[ExI] Semiotics and Computability

Stathis Papaioannou stathisp at gmail.com
Tue Feb 16 10:56:12 UTC 2010

On 16 February 2010 03:10, Gordon Swobe <gts_2000 at yahoo.com> wrote:
> --- On Mon, 2/15/10, Christopher Luebcke <cluebcke at yahoo.com> wrote:
>> If my understanding of the CRA is
>> correct (it may not be), it seems to me that Searle is
>> arguing that because one component of the system does not
>> understand the symbols, the system doesn't understand the
>> symbols. This to me is akin to claiming that because my
>> fingers do not understand the words they are currently
>> typing out, neither do I.
> Searle speaks for himself:
> My response to the systems theory is quite simple: let the individual internalize all of these elements of the system.

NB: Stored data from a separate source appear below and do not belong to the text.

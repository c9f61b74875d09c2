//! Recipient selection for notification events.
//!
//! Keywords match case-insensitively on word boundaries after `{nick}` is
//! replaced with the recipient's current nickname. Channel and nick lists are
//! case-insensitive wildcard patterns (`*`, `?`).

use std::sync::Arc;

use dashmap::DashMap;
use regex::Regex;
use tracing::{debug, warn};

use crate::notification::{NotificationEvent, TargetScope};
use crate::registry::{DeviceKey, DeviceRecord};

/// Placeholder expanded to the recipient's nickname at match time.
pub const NICK_PLACEHOLDER: &str = "{nick}";

/// Compiled patterns kept before the cache is flushed.
pub const DEFAULT_PATTERN_CACHE_SIZE: usize = 1024;

/// Selects the devices an event should notify.
///
/// Compiled patterns are cached, so a single matcher should be shared. Expanded
/// `{nick}` keywords produce a new pattern per nickname, so the cache is flushed
/// whenever it reaches its capacity.
pub struct Matcher {
    patterns: DashMap<String, Option<Regex>>,
    capacity: usize,
}

impl Default for Matcher {
    fn default() -> Self {
        Self::with_cache_size(DEFAULT_PATTERN_CACHE_SIZE)
    }
}

impl Matcher {
    pub fn new() -> Self {
        Self::default()
    }

    pub fn with_cache_size(capacity: usize) -> Self {
        Self {
            patterns: DashMap::new(),
            capacity: capacity.max(1),
        }
    }

    /// Number of compiled patterns currently cached.
    pub fn cached_patterns(&self) -> usize {
        self.patterns.len()
    }

    /// Keys of the devices in `devices` that `event` should notify.
    pub fn select(&self, event: &NotificationEvent, devices: &[Arc<DeviceRecord>]) -> Vec<DeviceKey> {
        devices
            .iter()
            .filter(|record| self.wants(event, record))
            .map(|record| record.key.clone())
            .collect()
    }

    /// Whether a single device should be notified.
    pub fn wants(&self, event: &NotificationEvent, record: &DeviceRecord) -> bool {
        match event.scope {
            TargetScope::Broadcast => true,
            TargetScope::DirectMessage => {
                self.on_network(event, record) && !self.is_ignored(event, record)
            }
            TargetScope::Mention => {
                self.on_network(event, record)
                    && self.is_mentioned(event, record)
                    && !self.is_ignored(event, record)
            }
        }
    }

    fn on_network(&self, event: &NotificationEvent, record: &DeviceRecord) -> bool {
        event
            .network
            .as_deref()
            .is_none_or(|network| network == record.key.network_id)
    }

    fn is_mentioned(&self, event: &NotificationEvent, record: &DeviceRecord) -> bool {
        let nick = event.recipient_nick.as_deref();

        let channel_hit = event.channel.as_deref().is_some_and(|channel| {
            record
                .mention_channels
                .iter()
                .any(|pattern| self.wildcard_matches(pattern, channel))
        });

        channel_hit
            || record
                .mention_nicks
                .iter()
                .any(|pattern| self.wildcard_matches(pattern, &event.sender))
            || record
                .mention_keywords
                .iter()
                .any(|keyword| self.keyword_matches(keyword, nick, &event.message))
    }

    fn is_ignored(&self, event: &NotificationEvent, record: &DeviceRecord) -> bool {
        let nick = event.recipient_nick.as_deref();

        let channel_ignored = event.channel.as_deref().is_some_and(|channel| {
            record
                .ignore_channels
                .iter()
                .any(|pattern| self.wildcard_matches(pattern, channel))
        });

        channel_ignored
            || record
                .ignore_nicks
                .iter()
                .any(|pattern| self.wildcard_matches(pattern, &event.sender))
            || record
                .ignore_keywords
                .iter()
                .any(|keyword| self.keyword_matches(keyword, nick, &event.message))
    }

    /// Whether `keyword` occurs in `text` as a whole word, ignoring case.
    ///
    /// A keyword containing `{nick}` never matches when `nick` is unknown.
    pub fn keyword_matches(&self, keyword: &str, nick: Option<&str>, text: &str) -> bool {
        let expanded = if keyword.contains(NICK_PLACEHOLDER) {
            match nick {
                Some(nick) if !nick.is_empty() => keyword.replace(NICK_PLACEHOLDER, nick),
                _ => return false,
            }
        } else {
            keyword.to_string()
        };

        if expanded.trim().is_empty() {
            return false;
        }

        self.is_match(&keyword_pattern(&expanded), text)
    }

    /// Whether the whole of `value` matches the wildcard `pattern`, ignoring case.
    pub fn wildcard_matches(&self, pattern: &str, value: &str) -> bool {
        self.is_match(&wildcard_pattern(pattern), value)
    }

    fn is_match(&self, pattern: &str, text: &str) -> bool {
        if let Some(cached) = self.patterns.get(pattern) {
            return cached.as_ref().is_some_and(|re| re.is_match(text));
        }

        let compiled = match Regex::new(pattern) {
            Ok(re) => Some(re),
            Err(e) => {
                warn!(pattern, error = %e, "Failed to compile match pattern");
                None
            }
        };
        let matched = compiled.as_ref().is_some_and(|re| re.is_match(text));
        if self.patterns.len() >= self.capacity {
            debug!(cached = self.patterns.len(), "Flushing match pattern cache");
            self.patterns.clear();
        }
        self.patterns.insert(pattern.to_string(), compiled);
        matched
    }
}

fn is_word_char(c: char) -> bool {
    c.is_alphanumeric() || c == '_'
}

fn keyword_pattern(keyword: &str) -> String {
    let starts_with_word = keyword.chars().next().is_some_and(is_word_char);
    let ends_with_word = keyword.chars().next_back().is_some_and(is_word_char);

    format!(
        "(?i){}{}{}",
        if starts_with_word { r"\b" } else { "" },
        regex::escape(keyword),
        if ends_with_word { r"\b" } else { "" },
    )
}

fn wildcard_pattern(pattern: &str) -> String {
    let mut out = String::from("(?i)^");
    for c in pattern.chars() {
        match c {
            '*' => out.push_str(".*"),
            '?' => out.push('.'),
            other => out.push_str(&regex::escape(other.encode_utf8(&mut [0; 4]))),
        }
    }
    out.push('$');
    out
}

He memorizes the rules in the ledger and the data banks of Chinese symbols, and he does all the calculations in his head. The individual then incorporates the entire system. There isn't anything at all to the system that he does not encompass. We can even get rid of the room and suppose he works outdoors. All the same, he understands nothing of the Chinese, and a fortiori neither does the system, because there isn't anything in the system that isn't in him. If he doesn't understand, then there is no way the system could understand because the system is just a part of him.
> Actually I feel somewhat embarrassed to give even this answer to the systems theory because the theory seems to me so implausible to start with. The idea is that while a person doesn't understand Chinese, somehow the conjunction of that person and bits of paper might understand Chinese. It is not easy for me to imagine how someone who was not in the grip of an ideology would find the idea at all plausible.
> http://www.bbsonline.org/Preprints/OldArchive/bbs.searle2.html

I have proposed the example of a brain which has enough intelligence
to know what the neurons are doing: "neuron no. 15,576,456,757 in the
left parietal lobe fires in response to noradrenaline, then breaks
down the noradrenaline by means of MAO and COMT", and so on, for every
brain event. That would be the equivalent of the man in the CR: there
is understanding of the low level events, but no understanding of the
high level intelligent behaviour which these events give rise to. Do
you see how there might be *two* intelligences here, a high level and
a low level one, with neither necessarily being aware of the other?